FIG. 3 is a side perspective view of one embodiment of the adapter assembly of the present invention;

FIG. 3A is a cross-sectional view along Line A-A of FIG. 3;

FIG. 4 is a cross-sectional view of one embodiment of the adapter assembly of the present invention, wherein the lower face of the tubular member is flush with the lower annular rib;

FIG. 5 is a cross-sectional view of one embodiment of the adapter assembly of the present invention, wherein the lower face of the tubular member is not flush with the lower annular rib;

FIG. 6 is a top perspective view of one embodiment of the adapter assembly of the present invention showing a vent in the adapter for relieving air pressure;

FIG. 6A is a cross-sectional view along Line A-A of FIG. 6;

FIG. 7 is a cross-sectional view of one embodiment of the adapter assembly of the present invention showing the adapter positioned in a medication bottle; and

FIG. 8 is a perspective view of one embodiment of the adapter assembly of the present invention showing the adapter positioned in a medication bottle and a luer-lock syringe being inserted into the adapter.

DETAILED DESCRIPTION OF THE PREFERRED EMBODIMENTS

The present invention relates to an improved adapter assembly for connecting a medication bottle to a needleless syringe, particularly a luer-lock syringe. By the term, “luer-lock syringe,” it is meant any type of syringe device having a luer-lock adapter and not having a needle. Luer-lock syringes and their mechanisms of operation are well known in the art. By the term, “bottle,” it is meant any type of rigid or semi-rigid container including, but not limited to, vials, flasks, cartons, and other devices. The bottle may be made of glass, plastic, or any other suitable material.

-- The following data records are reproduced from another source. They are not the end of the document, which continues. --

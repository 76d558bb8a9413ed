use clap::builder::TypedValueParser as _;
use clap::{Parser, ValueEnum};
use dotenvy::dotenv;
use log::LevelFilter;
use secrecy::SecretString;
use std::fmt;
use std::path::{Path, PathBuf};
use std::time::Duration;

/// Default S3-compatible Object Storage endpoint.
pub const DEFAULT_STORAGE_ENDPOINT: &str = "https://storage.yandexcloud.net";
/// Region the storage endpoint signs requests for.
pub const DEFAULT_STORAGE_REGION: &str = "ru-central1";
/// Base URL of the SpeechKit recognition API.
pub const DEFAULT_TRANSCRIPTION_BASE_URL: &str = "https://transcribe.api.cloud.yandex.net";
/// Base URL of the Operation API used to poll long-running jobs.
pub const DEFAULT_OPERATION_BASE_URL: &str = "https://operation.api.cloud.yandex.net";

/// When the uploaded audio object is removed from the bucket.
#[derive(Clone, Copy, Debug, PartialEq, Eq, ValueEnum)]
pub enum CleanupPolicy {
    /// Delete after every terminal state, and after a rejected submission.
    Always,
    /// Delete only once a transcript has been extracted.
    OnSuccess,
}

impl fmt::Display for CleanupPolicy {
    fn fmt(&self, f: &mut fmt::Formatter) -> fmt::Result {
        match self {
            CleanupPolicy::Always => write!(f, "always"),
            CleanupPolicy::OnSuccess => write!(f, "on-success"),
        }
    }
}

/// A required configuration value that is absent or blank.
#[derive(Debug, PartialEq, Eq)]
pub enum ConfigError {
    Missing(&'static str),
}

impl fmt::Display for ConfigError {
    fn fmt(&self, f: &mut fmt::Formatter) -> fmt::Result {
        match self {
            ConfigError::Missing(name) => {
                write!(f, "required configuration value {name} is not set")
            }
        }
    }
}

impl std::error::Error for ConfigError {}

/// Validated secrets and bucket, handed to the gateway constructors.
#[derive(Clone, Debug)]
pub struct Credentials {
    pub access_key_id: String,
    pub secret_access_key: SecretString,
    pub api_key: SecretString,
    pub bucket: String,
}

#[derive(Clone, Parser)]
#[command(author, version, about, long_about = None)]
pub struct Config {
    /// Path of the audio file to transcribe.
    #[arg(short, long, env)]
    pub audio_file: PathBuf,

    /// Secret part of the static access key used for Object Storage.
    #[arg(long, env = "KEY", hide_env_values = true)]
    secret_access_key: Option<String>,

    /// Identifier of the static access key used for Object Storage.
    #[arg(long, env = "IDAPIKEY", hide_env_values = true)]
    access_key_id: Option<String>,

    /// Service account API key sent to SpeechKit and the Operation API.
    #[arg(long, env = "APIKEY", hide_env_values = true)]
    api_key: Option<String>,

    /// Bucket the audio file is uploaded to.
    #[arg(short, long, env = "BUCKET")]
    bucket: Option<String>,

    /// The S3-compatible storage endpoint. Also the prefix of the URI handed to SpeechKit.
    #[arg(long, env, default_value = DEFAULT_STORAGE_ENDPOINT)]
    storage_endpoint: String,

    /// The storage region used to sign requests.
    #[arg(long, env, default_value = DEFAULT_STORAGE_REGION)]
    storage_region: String,

    /// The base URL of the SpeechKit recognition API.
    /// Override in tests to point at a mock server.
    #[arg(long, env, default_value = DEFAULT_TRANSCRIPTION_BASE_URL)]
    transcription_base_url: String,

    /// The base URL of the Operation API.
    /// Override in tests to point at a mock server.
    #[arg(long, env, default_value = DEFAULT_OPERATION_BASE_URL)]
    operation_base_url: String,

    /// Language of the recording.
    #[arg(long, env, default_value = "ru-RU")]
    pub language_code: String,

    /// Recognition model; the provider default is used when unset.
    #[arg(long, env)]
    pub recognition_model: Option<String>,

    /// Ask the provider to mask profanity in the transcript.
    #[arg(long, env)]
    pub profanity_filter: Option<bool>,

    /// Client-side timeout in seconds for a single HTTP request
    #[arg(long, env, default_value_t = 30)]
    pub request_timeout_secs: u64,

    /// Milliseconds between two status queries
    #[arg(long, env, default_value_t = 500)]
    pub poll_interval_ms: u64,

    /// Seconds after which polling gives up and reports a timeout
    #[arg(long, env, default_value_t = 60)]
    pub poll_timeout_secs: u64,

    /// Consecutive transient poll failures tolerated before polling is aborted.
    #[arg(long, env, default_value_t = 3)]
    pub max_poll_retries: u32,

    /// Retries of a single status request inside the HTTP client.
    /// One outage costs at most (status_request_retries + 1) * (max_poll_retries + 1) requests.
    #[arg(long, env, default_value_t = 1)]
    pub status_request_retries: u32,

    /// Seconds the uploaded object's deletion may take before it is abandoned
    #[arg(long, env, default_value_t = 10)]
    pub cleanup_timeout_secs: u64,

    /// Delay in milliseconds before the first retry of a failed status request
    #[arg(long, env, default_value_t = 100)]
    pub retry_base_delay_ms: u64,

    /// Upper bound in milliseconds for the delay between retries
    #[arg(long, env, default_value_t = 2000)]
    pub retry_max_delay_ms: u64,

    /// When to delete the uploaded audio from the bucket
    #[arg(long, env, value_enum, default_value_t = CleanupPolicy::Always)]
    pub cleanup_policy: CleanupPolicy,

    /// Set the log level verbosity threshold (level) to control what gets displayed on console output
    #[arg(
        short,
        long,
        env,
        default_value_t = LevelFilter::Info,
        value_parser = clap::builder::PossibleValuesParser::new(["OFF", "ERROR", "WARN", "INFO", "DEBUG", "TRACE"])
            .map(|s| s.parse::<LevelFilter>().unwrap()),
        )]
    pub log_level_filter: LevelFilter,
}

impl fmt::Debug for Config {
    fn fmt(&self, f: &mut fmt::Formatter<'_>) -> fmt::Result {
        let redacted = |value: &Option<String>| value.as_ref().map(|_| "[REDACTED]");

        f.debug_struct("Config")
            .field("audio_file", &self.audio_file)
            .field("secret_access_key", &redacted(&self.secret_access_key))
            .field("access_key_id", &self.access_key_id)
            .field("api_key", &redacted(&self.api_key))
            .field("bucket", &self.bucket)
            .field("storage_endpoint", &self.storage_endpoint)
            .field("storage_region", &self.storage_region)
            .field("transcription_base_url", &self.transcription_base_url)
            .field("operation_base_url", &self.operation_base_url)
            .field("language_code", &self.language_code)
            .field("recognition_model", &self.recognition_model)
            .field("profanity_filter", &self.profanity_filter)
            .field("request_timeout_secs", &self.request_timeout_secs)
            .field("poll_interval_ms", &self.poll_interval_ms)
            .field("poll_timeout_secs", &self.poll_timeout_secs)
            .field("max_poll_retries", &self.max_poll_retries)
            .field("status_request_retries", &self.status_request_retries)
            .field("cleanup_timeout_secs", &self.cleanup_timeout_secs)
            .field("retry_base_delay_ms", &self.retry_base_delay_ms)
            .field("retry_max_delay_ms", &self.retry_max_delay_ms)
            .field("cleanup_policy", &self.cleanup_policy)
            .field("log_level_filter", &self.log_level_filter)
            .finish()
    }
}

impl Default for Config {
    fn default() -> Self {
        Self::new()
    }
}

impl Config {
    pub fn new() -> Self {
        // Load .env file first
        dotenv().ok();
        // Then parse the command line parameters and flags
        Config::parse()
    }

    /// Validates the required secrets and bucket.
    ///
    /// Every value must be present and non-blank; this runs before any I/O.
    pub fn credentials(&self) -> Result<Credentials, ConfigError> {
        let api_key = required(&self.api_key, "APIKEY")?;
        let secret_access_key = required(&self.secret_access_key, "KEY")?;
        let access_key_id = required(&self.access_key_id, "IDAPIKEY")?;
        let bucket = required(&self.bucket, "BUCKET")?;

        Ok(Credentials {
            access_key_id,
            secret_access_key: SecretString::new(secret_access_key),
            api_key: SecretString::new(api_key),
            bucket,
        })
    }

    pub fn audio_file(&self) -> &Path {
        &self.audio_file
    }

    pub fn storage_endpoint(&self) -> &str {
        self.storage_endpoint.trim_end_matches('/')
    }

    pub fn storage_region(&self) -> &str {
        &self.storage_region
    }

    /// Returns the SpeechKit API base URL.
    pub fn transcription_base_url(&self) -> &str {
        self.transcription_base_url.trim_end_matches('/')
    }

    /// Returns the Operation API base URL.
    pub fn operation_base_url(&self) -> &str {
        self.operation_base_url.trim_end_matches('/')
    }

    pub fn set_transcription_base_url(mut self, url: String) -> Self {
        self.transcription_base_url = url;
        self
    }

    pub fn set_operation_base_url(mut self, url: String) -> Self {
        self.operation_base_url = url;
        self
    }

    pub fn request_timeout(&self) -> Duration {
        Duration::from_secs(self.request_timeout_secs)
    }

    pub fn poll_interval(&self) -> Duration {
        Duration::from_millis(self.poll_interval_ms)
    }

    pub fn poll_timeout(&self) -> Duration {
        Duration::from_secs(self.poll_timeout_secs)
    }

    pub fn cleanup_timeout(&self) -> Duration {
        Duration::from_secs(self.cleanup_timeout_secs)
    }

    pub fn retry_base_delay(&self) -> Duration {
        Duration::from_millis(self.retry_base_delay_ms)
    }

    pub fn retry_max_delay(&self) -> Duration {
        Duration::from_millis(self.retry_max_delay_ms)
    }
}

fn required(value: &Option<String>, name: &'static str) -> Result<String, ConfigError> {
    value
        .as_deref()
        .map(str::trim)
        .filter(|v| !v.is_empty())
        .map(str::to_string)
        .ok_or(ConfigError::Missing(name))
}

#[cfg(test)]
mod tests {
    use super::*;
    use secrecy::ExposeSecret;
    use std::env;

    const REQUIRED: [(&str, &str); 4] = [
        ("--secret-access-key", "secret"),
        ("--access-key-id", "key-id"),
        ("--api-key", "api-key"),
        ("--bucket", "audio-bucket"),
    ];

    fn parse_with(overrides: &[(&str, &str)]) -> Config {
        let mut args = vec![
            "speechkit_transcriber".to_string(),
            "--audio-file".to_string(),
            "/tmp/voice.ogg".to_string(),
        ];
        for (flag, default) in REQUIRED {
            let value = overrides
                .iter()
                .find(|(f, _)| *f == flag)
                .map(|(_, v)| *v)
                .unwrap_or(default);
            args.push(format!("{flag}={value}"));
        }
        Config::try_parse_from(args).expect("arguments should parse")
    }

    #[test]
    fn test_defaults_match_speechkit_endpoints() {
        let config = parse_with(&[]);

        assert_eq!(config.storage_endpoint(), DEFAULT_STORAGE_ENDPOINT);
        assert_eq!(config.transcription_base_url(), DEFAULT_TRANSCRIPTION_BASE_URL);
        assert_eq!(config.operation_base_url(), DEFAULT_OPERATION_BASE_URL);
        assert_eq!(config.language_code, "ru-RU");
        assert_eq!(config.poll_interval(), Duration::from_millis(500));
        assert_eq!(config.poll_timeout(), Duration::from_secs(60));
        assert_eq!(config.request_timeout(), Duration::from_secs(30));
        assert_eq!(config.cleanup_policy, CleanupPolicy::Always);
        assert_eq!(config.max_poll_retries, 3);
        assert_eq!(config.status_request_retries, 1);
        assert_eq!(config.cleanup_timeout(), Duration::from_secs(10));
    }

    #[test]
    fn test_debug_output_redacts_secrets() {
        let config = parse_with(&[
            ("--secret-access-key", "super-secret-value"),
            ("--api-key", "api-key-value"),
        ]);

        let rendered = format!("{config:?}");

        assert!(!rendered.contains("super-secret-value"));
        assert!(!rendered.contains("api-key-value"));
        assert!(rendered.contains("[REDACTED]"));
        assert!(rendered.contains("audio-bucket"));
    }

    #[test]
    fn test_poll_and_request_retry_budgets_are_independent() {
        let config = Config::try_parse_from([
            "speechkit_transcriber",
            "--audio-file",
            "voice.ogg",
            "--max-poll-retries",
            "5",
            "--status-request-retries",
            "0",
        ])
        .unwrap();

        assert_eq!(config.max_poll_retries, 5);
        assert_eq!(config.status_request_retries, 0);
    }

    #[test]
    fn test_credentials_valid_when_all_values_present() {
        let config = parse_with(&[]);

        let credentials = config.credentials().unwrap();
        assert_eq!(credentials.access_key_id, "key-id");
        assert_eq!(credentials.bucket, "audio-bucket");
        assert_eq!(credentials.api_key.expose_secret(), "api-key");
        assert_eq!(credentials.secret_access_key.expose_secret(), "secret");
    }

    #[test]
    fn test_any_blank_required_value_is_rejected() {
        let cases = [
            ("--secret-access-key", "KEY"),
            ("--access-key-id", "IDAPIKEY"),
            ("--api-key", "APIKEY"),
            ("--bucket", "BUCKET"),
        ];

        for (flag, name) in cases {
            let config = parse_with(&[(flag, "  ")]);
            assert_eq!(
                config.credentials().unwrap_err(),
                ConfigError::Missing(name),
                "{flag} left blank should be reported"
            );
        }
    }

    // The only test that touches these variables; every other test passes the
    // required values as flags, which take precedence over the environment.
    #[test]
    fn test_credentials_read_from_environment() {
        let parse = || {
            Config::try_parse_from(["speechkit_transcriber", "--audio-file", "voice.ogg"]).unwrap()
        };

        env::set_var("KEY", "env-secret");
        env::set_var("IDAPIKEY", "env-key-id");
        env::set_var("APIKEY", "env-api-key");
        env::set_var("BUCKET", "env-bucket");
        let complete = parse().credentials();

        env::remove_var("APIKEY");
        let missing_api_key = parse().credentials();

        env::remove_var("KEY");
        env::remove_var("IDAPIKEY");
        env::remove_var("BUCKET");

        let credentials = complete.unwrap();
        assert_eq!(credentials.bucket, "env-bucket");
        assert_eq!(credentials.api_key.expose_secret(), "env-api-key");
        assert_eq!(missing_api_key.unwrap_err(), ConfigError::Missing("APIKEY"));
    }

    #[test]
    fn test_cleanup_policy_parses_kebab_case() {
        let config = Config::try_parse_from([
            "speechkit_transcriber",
            "--audio-file",
            "voice.ogg",
            "--cleanup-policy",
            "on-success",
        ])
        .unwrap();

        assert_eq!(config.cleanup_policy, CleanupPolicy::OnSuccess);
    }

    #[test]
    fn test_base_urls_drop_trailing_slash() {
        let config = parse_with(&[])
            .set_transcription_base_url("http://127.0.0.1:1234/".to_string())
            .set_operation_base_url("http://127.0.0.1:5678/".to_string());

        assert_eq!(config.transcription_base_url(), "http://127.0.0.1:1234");
        assert_eq!(config.operation_base_url(), "http://127.0.0.1:5678");
    }
}
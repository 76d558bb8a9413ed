//! Provider-agnostic data types.

pub mod recognition;
pub mod storage;
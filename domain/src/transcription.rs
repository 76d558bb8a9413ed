//! End-to-end transcription of a local audio file.
//!
//! A [`Transcriber`] uploads the audio, submits a recognition job for the uploaded
//! object and hands the resulting operation to a background polling task. The caller
//! gets a [`TranscriptionJob`] right away and reads the single result from it.

use crate::error::Error;
use crate::gateway::object_storage::ObjectStorage;
use crate::gateway::speechkit::SpeechKitClient;
use crate::poller::{OperationPoller, PollOutcome, PollerConfig};
use crate::result_channel::{self, Delivery, ResultReceiver};
use log::*;
use service::config::{CleanupPolicy, Config};
use speech_ai::traits::storage::Storage;
use speech_ai::traits::transcription::Provider;
use speech_ai::types::recognition::{OperationHandle, RecognitionRequest};
use speech_ai::types::storage::UploadRecord;
use std::path::Path;
use std::sync::Arc;
use std::time::Duration;
use tokio::task::JoinHandle;
use tokio::time;
use tokio_util::sync::CancellationToken;

pub struct Transcriber {
    storage: Arc<dyn Storage>,
    provider: Arc<dyn Provider>,
    poller_config: PollerConfig,
    language_code: String,
    model: Option<String>,
    profanity_filter: Option<bool>,
    cleanup: CleanupPolicy,
    cleanup_timeout: Duration,
}

impl Transcriber {
    pub fn new(storage: Arc<dyn Storage>, provider: Arc<dyn Provider>, config: &Config) -> Self {
        Self {
            storage,
            provider,
            poller_config: PollerConfig::from(config),
            language_code: config.language_code.clone(),
            model: config.recognition_model.clone(),
            profanity_filter: config.profanity_filter,
            cleanup: config.cleanup_policy,
            cleanup_timeout: config.cleanup_timeout(),
        }
    }

    /// Build the Object Storage and SpeechKit gateways from `config`.
    ///
    /// Fails with a config error before any network or file I/O when a credential
    /// or the bucket is missing.
    pub fn from_config(config: &Config) -> Result<Self, Error> {
        let credentials = config.credentials()?;

        let storage = ObjectStorage::new(config, &credentials)?;
        let provider = SpeechKitClient::new(config, &credentials)?;

        Ok(Self::new(Arc::new(storage), Arc::new(provider), config))
    }

    pub async fn upload(&self, audio_file: &Path) -> Result<UploadRecord, Error> {
        Ok(self.storage.upload(audio_file).await?)
    }

    /// Submit a recognition job for an uploaded object.
    ///
    /// With [`CleanupPolicy::Always`] a rejected submission also removes the object.
    pub async fn submit(&self, record: &UploadRecord) -> Result<OperationHandle, Error> {
        let request = RecognitionRequest {
            audio_uri: self.storage.object_uri(record),
            language_code: self.language_code.clone(),
            model: self.model.clone(),
            profanity_filter: self.profanity_filter,
        };

        match self.provider.submit(request).await {
            Ok(handle) => Ok(handle),
            Err(e) => {
                if self.cleanup == CleanupPolicy::Always {
                    remove(self.storage.as_ref(), record, self.cleanup_timeout).await;
                }
                Err(e.into())
            }
        }
    }

    /// Start polling `operation` in the background.
    ///
    /// Once polling reaches a terminal state the result is delivered, and only then is
    /// the uploaded object removed according to the cleanup policy.
    pub fn observe(&self, record: UploadRecord, operation: OperationHandle) -> TranscriptionJob {
        let poller = OperationPoller::new(self.provider.clone(), self.poller_config.clone());
        let storage = self.storage.clone();
        let cleanup = self.cleanup;
        let cleanup_timeout = self.cleanup_timeout;
        let (sender, results) = result_channel::channel();
        let cancel = CancellationToken::new();
        let token = cancel.clone();

        let handle = tokio::spawn(async move {
            let outcome = poller.run(&operation, &token).await;

            match &outcome {
                PollOutcome::Done(text) => sender.deliver(Delivery::Transcript(text.clone())),
                PollOutcome::TimedOut => sender.deliver(Delivery::TimedOut),
                PollOutcome::Aborted(_) | PollOutcome::Cancelled => drop(sender),
            }

            if should_delete(cleanup, &outcome) {
                remove(storage.as_ref(), &record, cleanup_timeout).await;
            } else {
                debug!("Keeping {}/{} after {:?}", record.bucket, record.key, outcome);
            }

            outcome
        });

        TranscriptionJob {
            results,
            handle,
            cancel,
        }
    }

    /// Upload `audio_file`, submit it and start polling.
    ///
    /// Returns as soon as the job is accepted; upload and submission errors are
    /// returned directly and no channel is created for them.
    pub async fn start(&self, audio_file: &Path) -> Result<TranscriptionJob, Error> {
        let record = self.upload(audio_file).await?;
        let operation = self.submit(&record).await?;
        info!(
            "Transcribing {} as operation {}",
            audio_file.display(),
            operation
        );
        Ok(self.observe(record, operation))
    }
}

/// Best-effort delete, abandoned after `limit`.
async fn remove(storage: &dyn Storage, record: &UploadRecord, limit: Duration) {
    if time::timeout(limit, storage.delete(record)).await.is_err() {
        warn!(
            "Deleting {}/{} took longer than {:?}, leaving it in place",
            record.bucket, record.key, limit
        );
    }
}

fn should_delete(cleanup: CleanupPolicy, outcome: &PollOutcome) -> bool {
    match cleanup {
        CleanupPolicy::Always => true,
        CleanupPolicy::OnSuccess => outcome.is_done(),
    }
}

/// A running transcription.
pub struct TranscriptionJob {
    results: ResultReceiver,
    handle: JoinHandle<PollOutcome>,
    cancel: CancellationToken,
}

/// What a finished job produced.
#[derive(Debug)]
pub struct JobReport {
    /// The value read from the result channel; `None` for aborted or cancelled jobs.
    pub delivery: Option<Delivery>,
    pub outcome: PollOutcome,
}

impl TranscriptionJob {
    /// Stop polling. The job still finishes through [`TranscriptionJob::finish`].
    pub fn cancel(&self) {
        self.cancel.cancel();
    }

    pub fn cancellation_token(&self) -> CancellationToken {
        self.cancel.clone()
    }

    /// Wait for the single result; `None` once the channel closed without one.
    ///
    /// Resolves as soon as polling ends, before the uploaded object is cleaned up.
    /// Cancel-safe, so it can race other futures in `select!`.
    pub async fn delivery(&mut self) -> Option<Delivery> {
        self.results.recv().await
    }

    /// Wait for the polling task, including cleanup, and return its terminal state.
    pub async fn finish(self) -> PollOutcome {
        match self.handle.await {
            Ok(outcome) => outcome,
            Err(e) => {
                error!("Polling task failed: {}", e);
                PollOutcome::Aborted(speech_ai::Error::Other(e.to_string().into()))
            }
        }
    }

    /// Wait for both the result and the terminal state.
    pub async fn wait(mut self) -> JobReport {
        let delivery = self.delivery().await;
        let outcome = self.finish().await;

        JobReport { delivery, outcome }
    }
}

Referring to the drawings, FIG. 1 shows one embodiment of the adapter assembly of the present invention generally designated at (10). In FIG. 1, the adapter assembly (10) is shown attached to a cylindrical medicine bottle (12) containing a powdered drug (14). A luer-lock syringe (30) containing a liquid (35) is shown inserted and locked in the adapter (10). The bottle (12) includes a bottom wall (16) and a cylindrical side wall (18) extending upwardly from the bottom wall (16). A shoulder portion (20) extends inwardly and upwardly from the top portion of the cylindrical side wall (18) to a neck portion (22). Extending upwardly from the shoulder portion (20), the neck (22) defines a top opening (24) (not shown in FIG. 1). The adapter (10) and inter-locking of the luer-lock syringe (30) therein are described in further detail below.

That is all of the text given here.